Records excerpted from a collection
--- START ---

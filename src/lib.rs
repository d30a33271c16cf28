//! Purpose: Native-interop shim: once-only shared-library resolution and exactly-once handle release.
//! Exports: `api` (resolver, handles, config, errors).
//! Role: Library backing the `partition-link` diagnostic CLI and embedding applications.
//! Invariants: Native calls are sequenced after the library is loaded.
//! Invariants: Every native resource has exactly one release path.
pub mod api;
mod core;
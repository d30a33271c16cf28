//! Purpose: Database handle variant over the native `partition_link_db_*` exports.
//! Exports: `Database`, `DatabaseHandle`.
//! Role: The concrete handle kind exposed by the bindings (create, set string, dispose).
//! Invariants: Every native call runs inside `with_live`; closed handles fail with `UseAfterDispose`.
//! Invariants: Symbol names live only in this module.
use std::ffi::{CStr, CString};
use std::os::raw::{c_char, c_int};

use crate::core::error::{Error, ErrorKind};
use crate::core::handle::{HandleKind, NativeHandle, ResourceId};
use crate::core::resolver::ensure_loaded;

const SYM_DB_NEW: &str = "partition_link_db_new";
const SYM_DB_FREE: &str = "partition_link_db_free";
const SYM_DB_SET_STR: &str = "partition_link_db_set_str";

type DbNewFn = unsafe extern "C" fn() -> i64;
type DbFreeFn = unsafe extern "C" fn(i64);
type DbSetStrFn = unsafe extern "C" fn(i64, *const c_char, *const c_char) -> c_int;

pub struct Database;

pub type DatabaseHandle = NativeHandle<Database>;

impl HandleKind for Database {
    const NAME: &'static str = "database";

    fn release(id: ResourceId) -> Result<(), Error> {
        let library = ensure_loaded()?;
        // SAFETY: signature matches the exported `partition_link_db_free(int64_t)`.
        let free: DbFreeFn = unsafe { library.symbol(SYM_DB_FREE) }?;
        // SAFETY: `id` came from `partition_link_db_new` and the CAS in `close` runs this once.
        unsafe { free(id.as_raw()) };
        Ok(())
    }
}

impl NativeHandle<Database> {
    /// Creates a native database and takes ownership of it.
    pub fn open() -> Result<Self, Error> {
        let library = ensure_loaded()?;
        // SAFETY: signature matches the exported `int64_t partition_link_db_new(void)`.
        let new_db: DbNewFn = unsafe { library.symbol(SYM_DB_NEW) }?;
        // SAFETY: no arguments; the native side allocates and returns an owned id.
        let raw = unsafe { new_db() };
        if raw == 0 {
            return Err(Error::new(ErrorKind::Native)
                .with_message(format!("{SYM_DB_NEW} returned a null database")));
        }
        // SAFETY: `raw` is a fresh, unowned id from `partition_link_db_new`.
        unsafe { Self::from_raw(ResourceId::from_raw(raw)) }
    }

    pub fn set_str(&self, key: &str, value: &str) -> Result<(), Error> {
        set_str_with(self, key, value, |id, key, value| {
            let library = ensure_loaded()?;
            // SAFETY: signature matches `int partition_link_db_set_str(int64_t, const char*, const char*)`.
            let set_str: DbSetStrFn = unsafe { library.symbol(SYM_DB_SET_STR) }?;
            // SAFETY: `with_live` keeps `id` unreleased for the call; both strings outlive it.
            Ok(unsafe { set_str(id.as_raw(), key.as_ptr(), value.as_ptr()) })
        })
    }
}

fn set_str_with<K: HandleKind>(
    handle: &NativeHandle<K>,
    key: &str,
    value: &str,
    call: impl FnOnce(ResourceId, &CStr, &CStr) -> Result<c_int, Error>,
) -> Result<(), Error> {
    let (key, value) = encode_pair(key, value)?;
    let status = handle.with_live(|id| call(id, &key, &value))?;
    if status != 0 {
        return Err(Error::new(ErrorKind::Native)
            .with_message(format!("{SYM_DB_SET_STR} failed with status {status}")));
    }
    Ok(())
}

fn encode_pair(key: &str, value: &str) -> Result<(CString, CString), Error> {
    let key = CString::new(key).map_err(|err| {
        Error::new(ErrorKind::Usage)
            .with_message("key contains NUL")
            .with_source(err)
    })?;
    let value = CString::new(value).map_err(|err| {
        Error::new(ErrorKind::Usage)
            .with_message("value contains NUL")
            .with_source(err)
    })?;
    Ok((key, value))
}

--- END ---

• WHAT IS EXPECTED: Only one stretch of the records above is wanted: the lines between the one holding "one release path." and the one holding "const SYM_DB_FREE: &str", inclusive, reproduced exactly.

• RESULT OF THE TASK:
//! Invariants: Every native resource has exactly one release path.
pub mod api;
mod core;
repository d30a33271c16cf28
//! Purpose: Database handle variant over the native `partition_link_db_*` exports.
//! Exports: `Database`, `DatabaseHandle`.
//! Role: The concrete handle kind exposed by the bindings (create, set string, dispose).
//! Invariants: Every native call runs inside `with_live`; closed handles fail with `UseAfterDispose`.
//! Invariants: Symbol names live only in this module.
use std::ffi::{CStr, CString};
use std::os::raw::{c_char, c_int};

use crate::core::error::{Error, ErrorKind};
use crate::core::handle::{HandleKind, NativeHandle, ResourceId};
use crate::core::resolver::ensure_loaded;

const SYM_DB_NEW: &str = "partition_link_db_new";
const SYM_DB_FREE: &str = "partition_link_db_free";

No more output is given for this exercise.